It is not enough to simply describe these differences; it is also imperative to understand why these differences arise from a different theory of matter, space, time, causality, and lawfulness in nature. To that end, it is imperative to grasp the theories of nature in Sāńkhya before we can understand their implication to cosmology.  If these theories are understood, Vedic cosmology becomes directly amenable without an interpretation. If these theories are not understood, many interpretations have to be created, which appear to reconcile parts of Vedic cosmology with our observations and modern scientific theories, while creating new kinds of problems and contradictions.

The Goal of Mystic Universe

The central goal in Mystic Universe is to present Vedic cosmology just as it is, without an interpretation, while making it amenable to a modern audience through a different theory of space, time, matter, causality, and lawfulness. The goal is to understand Vedic cosmology, rather than merely read about it; as someone has aptly said: an ounce of understanding is better than a ton of knowledge.

This book would have been impossible without earlier books that elaborate the Vedic theory of matter, space, time, causality, and lawfulness, contrasting it to modern theories in science. How a different view of nature becomes essential due to problems in modern science, and how the Vedic view addresses these problems, paving the path to a new kind of science is necessary for a firm grasp of Vedic cosmology. The differences between modern and Vedic cosmologies should therefore be viewed as different models of the universe, based on a completely different theory of nature.

The Vedic model also explains the same observations, and there is remarkable agreement between Vedic and modern cosmologies with regard to observations—e.g. the observed periods of planetary motion. However, there is a complete disagreement between the two on the interpretation of these observations to produce models. All interpretations are based on a theory, and if the underlying theory is changed, then the model changes too. In that sense, Vedic cosmology is also empirical and yet based on a completely different theory of nature. How the same observation is explained in different ways is then the essence of the difference between modern and Vedic cosmologies.

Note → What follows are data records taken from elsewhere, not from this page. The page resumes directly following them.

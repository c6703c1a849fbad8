//! # Sealmark Testkit
//!
//! Testing utilities for Sealmark.
//!
//! ## Overview
//!
//! This crate provides:
//!
//! - **Golden vectors**: Known payloads with their exact canonical bytes, plus
//!   a pixel-level layout vector
//! - **Generators**: Proptest strategies for payloads, keys and grids
//! - **Fixtures**: Seeded keys and grids for setting up test scenarios
//!
//! ## Golden Vectors
//!
//! Golden vectors pin the canonical encoding that every signature depends on:
//!
//! ```rust
//! use sealmark_testkit::vectors::verify_all_vectors;
//!
//! for (name, ok, actual) in verify_all_vectors() {
//!     assert!(ok, "{}: {}", name, actual);
//! }
//! ```
//!
//! ## Property Testing
//!
//! Use the generators with proptest:
//!
//! ```rust,ignore
//! use proptest::prelude::*;
//! use sealmark_testkit::generators::{grid_from_params, WatermarkParams};
//!
//! proptest! {
//!     #[test]
//!     fn embedded_watermark_verifies(params: WatermarkParams) {
//!         let (grid, payload) = grid_from_params(&params);
//!         prop_assert!(sealmark::WatermarkService::default().verify_watermark(&grid).valid);
//!     }
//! }
//! ```
//!
//! ## Test Fixtures
//!
//! Quickly set up test scenarios:
//!
//! ```rust
//! use sealmark_testkit::fixtures::TestFixture;
//!
//! let fixture = TestFixture::new();
//! let (grid, _) = fixture.sealed_grid(400, 400);
//! assert!(fixture.service.verify_watermark(&grid).valid);
//! ```

pub mod fixtures;
pub mod generators;
pub mod vectors;

pub use fixtures::{multi_party_fixtures, noise_grid, TestFixture, SEAL_RGBA};
pub use generators::{grid_from_params, WatermarkParams};
pub use vectors::{all_vectors, verify_all_vectors, verify_layout_vector, GoldenVector};
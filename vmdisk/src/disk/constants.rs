//! Disk image constants.
//!
//! Centralized location for file modes and fixed names used when
//! materializing disk images on the host.

/// File and directory permissions.
pub mod modes {
    /// Imported disk images (owner read/write only).
    pub const IMPORTED_IMAGE: u32 = 0o600;

    /// Plugin VM install image copied into the staging directory.
    pub const INSTALL_IMAGE: u32 = 0o640;

    /// Staging and freshly created VM directories.
    pub const STAGING_DIR: u32 = 0o750;
}

/// Plugin VM export layout.
pub mod plugin {
    /// Suffix of the top-level directory inside a plugin VM export.
    pub const BUNDLE_SUFFIX: &str = ".pvm";
}

/// Copy tuning.
pub mod copy {
    /// Default block size for create/import copies (1 MiB).
    pub const DEFAULT_BLOCK_SIZE: usize = 1024 * 1024;

    /// Granularity at which all-zero runs become holes (4 KiB).
    pub const HOLE_GRANULARITY: usize = 4096;
}

/// Compression levels.
pub mod compression {
    /// Zstd level for guest exports.
    pub const GUEST_EXPORT_LEVEL: i32 = 3;

    /// Deflate level for plugin VM exports.
    pub const PLUGIN_EXPORT_LEVEL: i64 = 1;
}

The Everyday View of Space and Time

In Vedic cosmology, the universe is described as an inverted tree, whose roots are above and leaves are below. This is not merely a euphemism or an analogy; it is the Vedic model of space.

This tree-like view of space pervades our ordinary world. For example, if we describe the present Earth planet, we would have Earth as the root of the tree. The countries in this planet would be the trunks, the states in each country will be the branches, the cities in each state would be stems, the streets in the cities will be twigs, and houses on the street would be leaves and fruits.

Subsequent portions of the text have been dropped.